**EXERCISE**
Going down the data below, set down exactly the line with "want to run a" and each line after it through the line with "use crate::shell::Shell;"; no other lines.

↓↓↓

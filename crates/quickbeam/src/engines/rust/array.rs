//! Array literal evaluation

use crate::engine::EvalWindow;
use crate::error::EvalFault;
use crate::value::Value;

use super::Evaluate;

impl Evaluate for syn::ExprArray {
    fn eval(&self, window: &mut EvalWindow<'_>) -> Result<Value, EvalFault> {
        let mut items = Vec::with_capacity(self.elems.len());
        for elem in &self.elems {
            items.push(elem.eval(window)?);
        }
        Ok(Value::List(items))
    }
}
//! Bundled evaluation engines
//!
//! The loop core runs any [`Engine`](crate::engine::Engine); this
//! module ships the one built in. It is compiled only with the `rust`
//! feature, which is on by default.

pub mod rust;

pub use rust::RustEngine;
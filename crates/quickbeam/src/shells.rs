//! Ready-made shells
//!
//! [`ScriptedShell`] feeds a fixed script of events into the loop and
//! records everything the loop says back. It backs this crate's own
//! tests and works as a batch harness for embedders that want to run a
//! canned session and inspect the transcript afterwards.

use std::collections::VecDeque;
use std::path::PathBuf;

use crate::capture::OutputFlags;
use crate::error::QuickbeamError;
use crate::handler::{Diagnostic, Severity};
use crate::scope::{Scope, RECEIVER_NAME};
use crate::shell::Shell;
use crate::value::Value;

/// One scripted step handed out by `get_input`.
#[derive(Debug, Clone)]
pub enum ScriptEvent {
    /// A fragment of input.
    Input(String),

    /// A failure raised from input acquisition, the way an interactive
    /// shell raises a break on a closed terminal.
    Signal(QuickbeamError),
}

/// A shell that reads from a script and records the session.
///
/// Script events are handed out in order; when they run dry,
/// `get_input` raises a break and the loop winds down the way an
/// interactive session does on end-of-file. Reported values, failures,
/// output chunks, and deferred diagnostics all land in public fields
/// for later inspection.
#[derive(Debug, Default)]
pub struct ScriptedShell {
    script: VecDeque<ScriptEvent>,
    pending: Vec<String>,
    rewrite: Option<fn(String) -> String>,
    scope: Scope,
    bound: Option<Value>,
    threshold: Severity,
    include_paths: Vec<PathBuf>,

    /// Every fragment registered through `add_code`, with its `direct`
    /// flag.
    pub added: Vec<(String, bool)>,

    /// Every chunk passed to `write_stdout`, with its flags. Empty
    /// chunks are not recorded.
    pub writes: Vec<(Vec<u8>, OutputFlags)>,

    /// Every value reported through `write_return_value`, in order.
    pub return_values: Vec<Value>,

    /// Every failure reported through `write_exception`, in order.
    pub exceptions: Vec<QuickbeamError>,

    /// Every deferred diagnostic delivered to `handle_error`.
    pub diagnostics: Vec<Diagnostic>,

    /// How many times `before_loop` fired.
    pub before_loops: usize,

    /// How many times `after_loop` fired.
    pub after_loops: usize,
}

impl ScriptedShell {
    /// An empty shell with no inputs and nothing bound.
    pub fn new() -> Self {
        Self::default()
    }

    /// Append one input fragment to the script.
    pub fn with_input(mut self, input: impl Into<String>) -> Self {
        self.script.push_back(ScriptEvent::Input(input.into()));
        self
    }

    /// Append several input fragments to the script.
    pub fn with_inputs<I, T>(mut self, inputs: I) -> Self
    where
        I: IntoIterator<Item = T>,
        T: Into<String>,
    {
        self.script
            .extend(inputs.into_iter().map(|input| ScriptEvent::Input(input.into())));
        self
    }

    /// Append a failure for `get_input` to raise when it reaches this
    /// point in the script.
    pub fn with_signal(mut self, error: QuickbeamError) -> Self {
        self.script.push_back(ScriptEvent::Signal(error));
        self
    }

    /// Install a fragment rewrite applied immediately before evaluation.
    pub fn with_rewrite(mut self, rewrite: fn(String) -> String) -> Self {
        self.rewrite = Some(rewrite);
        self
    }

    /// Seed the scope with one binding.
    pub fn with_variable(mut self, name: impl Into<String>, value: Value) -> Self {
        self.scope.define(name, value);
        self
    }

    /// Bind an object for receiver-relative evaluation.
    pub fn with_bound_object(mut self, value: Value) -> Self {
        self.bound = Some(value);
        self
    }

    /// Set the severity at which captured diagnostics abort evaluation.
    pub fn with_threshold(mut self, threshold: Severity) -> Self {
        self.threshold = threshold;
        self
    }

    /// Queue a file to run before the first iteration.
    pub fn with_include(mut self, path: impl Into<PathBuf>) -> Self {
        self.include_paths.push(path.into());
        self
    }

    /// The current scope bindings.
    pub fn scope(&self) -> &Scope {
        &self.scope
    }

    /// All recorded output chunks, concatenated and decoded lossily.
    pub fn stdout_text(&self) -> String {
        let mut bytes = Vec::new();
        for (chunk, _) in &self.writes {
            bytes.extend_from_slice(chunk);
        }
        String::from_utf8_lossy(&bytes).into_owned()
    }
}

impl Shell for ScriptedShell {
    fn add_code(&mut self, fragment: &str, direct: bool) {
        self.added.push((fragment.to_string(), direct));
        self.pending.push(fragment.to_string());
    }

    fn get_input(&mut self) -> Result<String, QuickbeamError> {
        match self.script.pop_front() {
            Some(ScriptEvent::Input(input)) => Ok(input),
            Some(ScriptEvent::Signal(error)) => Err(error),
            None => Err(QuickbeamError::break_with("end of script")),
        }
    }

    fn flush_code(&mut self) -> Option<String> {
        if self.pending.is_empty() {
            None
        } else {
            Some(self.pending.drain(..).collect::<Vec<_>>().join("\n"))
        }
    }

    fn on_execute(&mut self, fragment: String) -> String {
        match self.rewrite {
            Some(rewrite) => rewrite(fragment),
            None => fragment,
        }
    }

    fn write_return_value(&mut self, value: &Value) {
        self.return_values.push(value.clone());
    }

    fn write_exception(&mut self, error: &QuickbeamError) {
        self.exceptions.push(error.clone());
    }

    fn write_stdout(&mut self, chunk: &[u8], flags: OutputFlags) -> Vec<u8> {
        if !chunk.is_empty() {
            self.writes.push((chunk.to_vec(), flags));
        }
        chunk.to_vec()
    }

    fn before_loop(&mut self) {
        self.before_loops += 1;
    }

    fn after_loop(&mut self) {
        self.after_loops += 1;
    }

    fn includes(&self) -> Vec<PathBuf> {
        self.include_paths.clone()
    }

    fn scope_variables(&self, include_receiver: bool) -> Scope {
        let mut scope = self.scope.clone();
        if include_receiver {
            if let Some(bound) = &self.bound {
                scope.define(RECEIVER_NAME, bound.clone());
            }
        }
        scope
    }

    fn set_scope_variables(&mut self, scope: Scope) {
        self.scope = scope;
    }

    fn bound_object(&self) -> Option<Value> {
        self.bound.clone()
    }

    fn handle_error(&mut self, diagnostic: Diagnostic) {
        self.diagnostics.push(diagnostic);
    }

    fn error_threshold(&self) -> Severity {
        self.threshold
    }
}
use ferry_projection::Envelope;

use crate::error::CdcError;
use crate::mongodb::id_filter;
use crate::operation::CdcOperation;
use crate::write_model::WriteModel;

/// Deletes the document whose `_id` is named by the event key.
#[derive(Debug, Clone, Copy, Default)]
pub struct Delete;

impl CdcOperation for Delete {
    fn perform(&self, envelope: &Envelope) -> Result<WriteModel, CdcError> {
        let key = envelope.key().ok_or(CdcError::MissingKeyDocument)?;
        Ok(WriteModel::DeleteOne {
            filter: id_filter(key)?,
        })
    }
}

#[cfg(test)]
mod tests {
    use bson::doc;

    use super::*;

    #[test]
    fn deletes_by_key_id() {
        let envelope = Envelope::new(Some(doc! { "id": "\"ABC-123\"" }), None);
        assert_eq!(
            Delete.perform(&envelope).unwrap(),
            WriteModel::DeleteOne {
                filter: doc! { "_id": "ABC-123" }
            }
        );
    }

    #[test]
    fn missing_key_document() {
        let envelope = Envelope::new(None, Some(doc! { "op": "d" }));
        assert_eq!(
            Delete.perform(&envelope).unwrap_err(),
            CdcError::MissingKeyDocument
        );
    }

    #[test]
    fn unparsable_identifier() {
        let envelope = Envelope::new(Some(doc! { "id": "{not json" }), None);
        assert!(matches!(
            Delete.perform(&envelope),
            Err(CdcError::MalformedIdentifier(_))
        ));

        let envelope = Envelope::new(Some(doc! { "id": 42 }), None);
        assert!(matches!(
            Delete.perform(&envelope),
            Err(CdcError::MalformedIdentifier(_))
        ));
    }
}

↑↑↑

**RESULT OF THE EXERCISE**
//! tests and works as a batch harness for embedders that want to run a
//! canned session and inspect the transcript afterwards.

use std::collections::VecDeque;
use std::path::PathBuf;

use crate::capture::OutputFlags;
use crate::error::QuickbeamError;
use crate::handler::{Diagnostic, Severity};
use crate::scope::{Scope, RECEIVER_NAME};
use crate::shell::Shell;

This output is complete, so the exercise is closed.